● Exercise goal: Below are the entries to work from; restate word for word the portion that opens with the line containing "self.apply_generator(AdjacencyGenerator, listener)?;" and closes with the line containing "self.apply_generator(ImpactGenerator, listener)?;", keeping both.

● Records from a data source:
■ ■ ■ ■ ■
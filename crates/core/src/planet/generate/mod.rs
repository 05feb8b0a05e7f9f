mod adjacency;
mod biome;
mod boundary;
mod climate;
mod elevation;
mod erosion;
mod impact;
mod mesh;
mod plate;

use crate::{
    planet::{
        adjacency::AdjacencyGraph,
        biome::Biome,
        boundary::BoundaryAnalysis,
        climate::ClimateZone,
        generate::{
            adjacency::AdjacencyGenerator, biome::BiomeGenerator,
            boundary::BoundaryGenerator, climate::ClimateGenerator,
            elevation::ElevationGenerator, erosion::ErosionGenerator,
            impact::ImpactGenerator, mesh::MeshGenerator,
            plate::PlateGenerator,
        },
        height,
        impact::ImpactFeature,
        plate::PlateAssignment,
        polygon::Polygon,
        river::River,
        Planet,
    },
    progress::{GenerationPhase, ProgressListener},
    timed, PlanetConfig,
};
use anyhow::{anyhow, bail, Context};
use log::info;
use std::fmt::Debug;

/// A container for generating a new planet. This applies a series of
/// generators in sequence, where each one fills in one or more of the fields
/// here. Every field starts as `None`, and the getters return an error if a
/// generator tries to read something that hasn't been generated yet. That
/// makes it easy to catch bugs in the ordering of generators.
///
/// These fields are public to allow for disjoint borrowing of multiple fields
/// at once.
pub struct PlanetBuilder {
    /// Config for this run. Please **do not mutate the config**.
    pub config: PlanetConfig,
    pub polygons: Option<Vec<Polygon>>,
    pub adjacency: Option<AdjacencyGraph>,
    pub plates: Option<PlateAssignment>,
    pub boundaries: Option<BoundaryAnalysis>,
    /// Height bands as they were at the end of the elevation phase
    pub base_heights: Option<Vec<i32>>,
    pub heights: Option<Vec<i32>>,
    pub precise_heights: Option<Vec<f64>>,
    pub climates: Option<Vec<ClimateZone>>,
    pub impacts: Option<Vec<ImpactFeature>>,
    pub rainfall: Option<Vec<f64>>,
    pub rivers: Option<Vec<River>>,
    pub biomes: Option<Vec<Biome>>,
}

impl PlanetBuilder {
    pub fn new(config: PlanetConfig) -> Self {
        Self {
            config,
            polygons: None,
            adjacency: None,
            plates: None,
            boundaries: None,
            base_heights: None,
            heights: None,
            precise_heights: None,
            climates: None,
            impacts: None,
            rainfall: None,
            rivers: None,
            biomes: None,
        }
    }

    pub fn polygons(&self) -> anyhow::Result<&[Polygon]> {
        self.polygons
            .as_deref()
            .ok_or_else(|| anyhow!("polygons not initialized"))
    }

    pub fn adjacency(&self) -> anyhow::Result<&AdjacencyGraph> {
        self.adjacency
            .as_ref()
            .ok_or_else(|| anyhow!("adjacency not initialized"))
    }

    pub fn plates(&self) -> anyhow::Result<&PlateAssignment> {
        self.plates
            .as_ref()
            .ok_or_else(|| anyhow!("plates not initialized"))
    }

    pub fn boundaries(&self) -> anyhow::Result<&BoundaryAnalysis> {
        self.boundaries
            .as_ref()
            .ok_or_else(|| anyhow!("boundaries not initialized"))
    }

    pub fn heights(&self) -> anyhow::Result<&[i32]> {
        self.heights
            .as_deref()
            .ok_or_else(|| anyhow!("heights not initialized"))
    }

    pub fn precise_heights(&self) -> anyhow::Result<&[f64]> {
        self.precise_heights
            .as_deref()
            .ok_or_else(|| anyhow!("precise heights not initialized"))
    }

    pub fn climates(&self) -> anyhow::Result<&[ClimateZone]> {
        self.climates
            .as_deref()
            .ok_or_else(|| anyhow!("climates not initialized"))
    }

    pub fn rainfall(&self) -> anyhow::Result<&[f64]> {
        self.rainfall
            .as_deref()
            .ok_or_else(|| anyhow!("rainfall not initialized"))
    }

    pub fn rivers(&self) -> anyhow::Result<&[River]> {
        self.rivers
            .as_deref()
            .ok_or_else(|| anyhow!("rivers not initialized"))
    }

    /// Generate a planet by running every generation phase in sequence. Must
    /// be run from a blank slate.
    pub fn generate_planet(
        mut self,
        listener: &mut dyn ProgressListener,
    ) -> anyhow::Result<Planet> {
        // Run each generation step. The order is very important!
        self.apply_generator(MeshGenerator, listener)?;
        self.apply_generator(AdjacencyGenerator, listener)?;
        self.apply_generator(PlateGenerator, listener)?;
        self.apply_generator(BoundaryGenerator, listener)?;
        self.apply_generator(ElevationGenerator, listener)?;
        self.apply_generator(ImpactGenerator, listener)?;
        self.apply_generator(ClimateGenerator, listener)?;
        self.apply_generator(ErosionGenerator, listener)?;
        self.apply_generator(BiomeGenerator, listener)?;

        self.build()
    }

    /// A helper to run a generation step on this builder, and keep the
    /// listener informed.
    fn apply_generator<G: Debug + Generate>(
        &mut self,
        generator: G,
        listener: &mut dyn ProgressListener,
    ) -> anyhow::Result<()> {
        let phase = G::PHASE;
        listener.phase_started(phase);
        let mut progress = PhaseProgress::new(phase, listener);
        let result = timed!(
            &format!("{:?}", generator),
            generator.generate(self, &mut progress)
        )
        .with_context(|| format!("error in {:?}", generator));

        match &result {
            Ok(()) => listener.phase_completed(phase),
            Err(error) => listener.generation_failed(phase, error),
        }
        result
    }

    /// Check the integrity of every output, then move them all into the
    /// finished [Planet].
    fn build(self) -> anyhow::Result<Planet> {
        let expected = self.config.polygon_count();
        let polygon_count = self.polygons()?.len();
        if polygon_count != expected {
            bail!("expected {} polygons, got {}", expected, polygon_count);
        }
        self.plates()?.validate(polygon_count)?;
        check_len("climates", self.climates()?.len(), polygon_count)?;
        check_len("heights", self.heights()?.len(), polygon_count)?;
        check_len(
            "precise heights",
            self.precise_heights()?.len(),
            polygon_count,
        )?;
        if let Some(index) = self
            .heights()?
            .iter()
            .position(|band| *band != height::clamp_band(*band))
        {
            bail!("height band out of range at polygon {}", index);
        }

        check_len("rainfall", self.rainfall()?.len(), polygon_count)?;
        let biomes = unwrap_field(self.biomes, "biomes")?;
        check_len("biomes", biomes.len(), polygon_count)?;

        let rivers = self.rivers.unwrap_or_default();
        let impacts = self.impacts.unwrap_or_default();
        info!(
            "Generated planet with {} rivers and {} craters/volcanoes",
            rivers.len(),
            impacts.len()
        );

        Ok(Planet {
            config: self.config,
            polygons: unwrap_field(self.polygons, "polygons")?,
            adjacency: unwrap_field(self.adjacency, "adjacency")?,
            plates: unwrap_field(self.plates, "plates")?,
            boundaries: unwrap_field(self.boundaries, "boundaries")?,
            base_heights: unwrap_field(self.base_heights, "base heights")?,
            heights: unwrap_field(self.heights, "heights")?,
            precise_heights: unwrap_field(
                self.precise_heights,
                "precise heights",
            )?,
            climates: unwrap_field(self.climates, "climates")?,
            impacts,
            rainfall: unwrap_field(self.rainfall, "rainfall")?,
            rivers,
            biomes,
        })
    }
}

fn unwrap_field<T>(field: Option<T>, name: &str) -> anyhow::Result<T> {
    field.ok_or_else(|| anyhow!("{} not initialized", name))
}

fn check_len(name: &str, len: usize, expected: usize) -> anyhow::Result<()> {
    if len == expected {
        Ok(())
    } else {
        Err(anyhow!("expected {} {}, got {}", expected, name, len))
    }
}

/// Handle for a generator to report how far along it is. Bound to a single
/// phase.
pub struct PhaseProgress<'a> {
    phase: GenerationPhase,
    listener: &'a mut dyn ProgressListener,
}

impl<'a> PhaseProgress<'a> {
    fn new(
        phase: GenerationPhase,
        listener: &'a mut dyn ProgressListener,
    ) -> Self {
        Self { phase, listener }
    }

    /// Report the fraction of this phase that's done, in `[0,1]`
    pub fn report(&mut self, fraction: f64) {
        self.listener
            .phase_progress(self.phase, fraction.clamp(0.0, 1.0));
    }
}

/// A type that generates some piece of the planet. Each generator reads the
/// outputs of the generators before it from the [PlanetBuilder], and fills
/// in its own outputs. Any failure that occurs in a generator should be
/// considered an internal failure, meaning a bug in the code, rather than
/// anything invalid about the input. Config is validated before any
/// generator runs.
trait Generate {
    /// The phase this generator reports progress as
    const PHASE: GenerationPhase;

    /// Apply some generation step to the given planet
    fn generate(
        &self,
        planet: &mut PlanetBuilder,
        progress: &mut PhaseProgress,
    ) -> anyhow::Result<()>;
}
■ ■ ■ ■ ■
● Written solution:
        self.apply_generator(AdjacencyGenerator, listener)?;
        self.apply_generator(PlateGenerator, listener)?;
        self.apply_generator(BoundaryGenerator, listener)?;
        self.apply_generator(ElevationGenerator, listener)?;
        self.apply_generator(ImpactGenerator, listener)?;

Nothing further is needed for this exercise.